Right? So, you go from that three generations ago, you know, to the experience that we’re still all talking about to that girl in Stubenville Ohio, and it’s very clear that however much we think that we as a nation have progressed, there’s still some very basic things that we have to find the courage to speak up about.

Exactly. Those things are still happening just as much now, if not more -

All the time. And possibly, in some ways I wonder if it’s happening more.

You’ve also written books dealing with other “heavy issues,”

(laughs) Yeah.

Such as Wintergirls, which centers around a girl’s struggle with an eating disorder. What draws you to these types of subjects?

My adolescence was pretty painful. My family… I had a great childhood, and then my parents hit some really rough patches for a variety of reasons, and my adolescence was so confusing, and really ugly in a lot of ways. And I was very fortunate, very blessed, with people in my life, other adults, who were really good, guiding lights, and helped me dig my way out of the darkness. But I really, you know, I’ve had a great life. I’ve got great kids and friends, a husband and a career. But I really remember what it feels like you know, to be fifteen, sixteen, seventeen, to be confused, and hurt, and angry. and I know that for me at that point, books are where I found truth. My parents weren’t explaining things to me, so I would turn to the library and turn to books to try and figure out the world. So that’s what I try to do.
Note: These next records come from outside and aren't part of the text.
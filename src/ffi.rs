//! C-compatible Foreign Function Interface (FFI) for traffic-phase
//!
//! This module provides C-compatible bindings that allow the traffic-phase
//! scheduler to be driven from C, C++, Python (via ctypes), and other
//! languages that support calling C libraries.
//!
//! # Memory Management
//!
//! - All string parameters should be null-terminated C strings (char*)
//! - Intersections are created with `phase_intersection_new()` and must be
//!   released with `phase_intersection_free()`
//! - Vehicle ids passed to the step callback are only valid for the duration
//!   of the callback
//!
//! # Error Handling
//!
//! Admission returns a PhaseResult code:
//! - 0: Success
//! - 1: Invalid parameter
//! - 2: Malformed maneuver (unknown road or U-turn)
//! - 3: No eligible lane
//! - 4: Internal error
//!
//! `phase_step()` returns the number of released vehicles, or the negated
//! PhaseResult code on failure.

use std::ffi::{c_void, CStr, CString};
use std::os::raw::c_char;
use std::ptr;

use crate::core::intersection::Intersection;
use crate::core::layout::Preset;

/// Result codes for C FFI
#[repr(C)]
#[derive(Debug, Clone, Copy, PartialEq, Eq)]
pub enum PhaseResult {
    Success = 0,
    InvalidParameter = 1,
    MalformedManeuver = 2,
    NoEligibleLane = 3,
    InternalError = 4,
}

/// Callback invoked once per released vehicle
pub type ReleaseCallback = extern "C" fn(vehicle_id: *const c_char, user_data: *mut c_void);

/// Convert Rust Result to C result code
fn convert_error(result: crate::Result<()>) -> PhaseResult {
    match result {
        Ok(()) => PhaseResult::Success,
        Err(crate::Error::UnknownRoad { .. }) | Err(crate::Error::MalformedManeuver { .. }) => {
            PhaseResult::MalformedManeuver
        }
        Err(crate::Error::NoEligibleLane { .. }) | Err(crate::Error::MissingApproach(_)) => {
            PhaseResult::NoEligibleLane
        }
        Err(crate::Error::InvalidCommand(_)) => PhaseResult::InvalidParameter,
        Err(_) => PhaseResult::InternalError,
    }
}

/// Borrow a C string as UTF-8
///
/// # Safety
/// `ptr` must be null or point to a valid null-terminated string.
unsafe fn borrow_str<'a>(ptr: *const c_char) -> Option<&'a str> {
    if ptr.is_null() {
        return None;
    }
    CStr::from_ptr(ptr).to_str().ok()
}

/// Create an empty intersection from a preset name
///
/// # Parameters
/// - `preset`: "single-lane", "dedicated" or "multi-lane" (null-terminated
///   string), or NULL for "single-lane"
///
/// # Returns
/// Intersection handle, or NULL if the preset is unknown
#[no_mangle]
pub extern "C" fn phase_intersection_new(preset: *const c_char) -> *mut Intersection {
    let preset = if preset.is_null() {
        Preset::default()
    } else {
        match unsafe { borrow_str(preset) }.and_then(Preset::from_name) {
            Some(preset) => preset,
            None => return ptr::null_mut(),
        }
    };

    match preset.build() {
        Ok(intersection) => Box::into_raw(Box::new(intersection)),
        Err(_) => ptr::null_mut(),
    }
}

/// Free an intersection created by `phase_intersection_new()`
#[no_mangle]
pub extern "C" fn phase_intersection_free(handle: *mut Intersection) {
    if !handle.is_null() {
        unsafe {
            drop(Box::from_raw(handle));
        }
    }
}

/// Queue a vehicle on the intersection
///
/// # Parameters
/// - `handle`: Intersection handle
/// - `vehicle_id`: Opaque vehicle label (null-terminated string)
/// - `start_road`, `end_road`: Road names such as "north" (null-terminated strings)
///
/// # Returns
/// PhaseResult code
#[no_mangle]
pub extern "C" fn phase_admit(
    handle: *mut Intersection,
    vehicle_id: *const c_char,
    start_road: *const c_char,
    end_road: *const c_char,
) -> PhaseResult {
    let Some(intersection) = (unsafe { handle.as_mut() }) else {
        return PhaseResult::InvalidParameter;
    };

    let (Some(id), Some(start), Some(end)) = (unsafe {
        (
            borrow_str(vehicle_id),
            borrow_str(start_road),
            borrow_str(end_road),
        )
    }) else {
        return PhaseResult::InvalidParameter;
    };

    convert_error(intersection.admit_route(id, start, end))
}

/// Run one scheduling step
///
/// # Parameters
/// - `handle`: Intersection handle
/// - `callback`: Optional function called once per released vehicle
/// - `user_data`: User data pointer passed to the callback
///
/// # Returns
/// Number of released vehicles, or a negated PhaseResult code on failure
#[no_mangle]
pub extern "C" fn phase_step(
    handle: *mut Intersection,
    callback: Option<ReleaseCallback>,
    user_data: *mut c_void,
) -> i32 {
    let Some(intersection) = (unsafe { handle.as_mut() }) else {
        return -(PhaseResult::InvalidParameter as i32);
    };

    let released = match intersection.step() {
        Ok(released) => released,
        Err(_) => return -(PhaseResult::InternalError as i32),
    };

    if let Some(callback) = callback {
        for vehicle in &released {
            // Ids admitted through phase_admit never contain interior NULs
            if let Ok(id) = CString::new(vehicle.id()) {
                callback(id.as_ptr(), user_data);
            }
        }
    }

    i32::try_from(released.len()).unwrap_or(i32::MAX)
}

/// Get library version string
///
/// # Returns
/// Static string with version information (does not need to be freed)
#[no_mangle]
pub extern "C" fn phase_version() -> *const c_char {
    concat!("traffic-phase ", env!("PHASE_VERSION"), "\0")
        .as_ptr()
        .cast()
}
Have you encountered criticism due to writing books that deal with these intense subjects?

Oh, yeah! Yeah, there’s a reason American parents don’t talk about rape, it’s because they’re uncomfortable with it. I’ve actually been called a pornographer,

Wow!

Yeah, there was this dude in Missouri, there are lots of very nice people in Missouri by the way, but this one guy had the book pulled out of his school and wrote an op-ed for his newspaper calling speak pornography. And uh, you know, that’s just so indicative of people who, I’ve seen that there’s two kinds of censorship with my books. Sometimes there’s censorship coming from parents who just don’t know how to talk to their kids about these kinds of things, you know, and they maybe are a little bit ignorant about how they’re not protecting their kids. In some ways I think if you censor this type of information from your children, you’re failing as a parent because you’re not teaching them what the world is like. And then, of course, I’m from a kind of conservative family so I understand that approach to the world, and I know conservative, good-hearted people, who have been manipulated by politicians who have taken advantage of that attitude, and so they jump on the censorship bandwagons cause they’re trying to get contributions for their political causes. I try to make it simple for people, I say, when you have small children, you know that your job as a parent is to teach them to look both ways before they cross the road. When your kids enter adolescence, you job as a parent is to teach them the realities of sexual assault, especially teaching your boys, so we can finally stop things like Stubenville from happening.

Where they said that they didn’t know that was actually considered rape.

Exactly! Exactly. And whether or not you agree about it, your kids, all children in America, are submerged in this culture where sexuality is omnipresent. It’s everywhere. And testosterone is a powerful chemical. and if you don’t sit your boys down and talk to them honestly about not only the moral codes but the laws regarding sexual assault, then you’re failing your sons. And you’re not doing your job.  The same way you wouldn’t be doing your job if you didn’t teach them to look both ways before they crossed the road.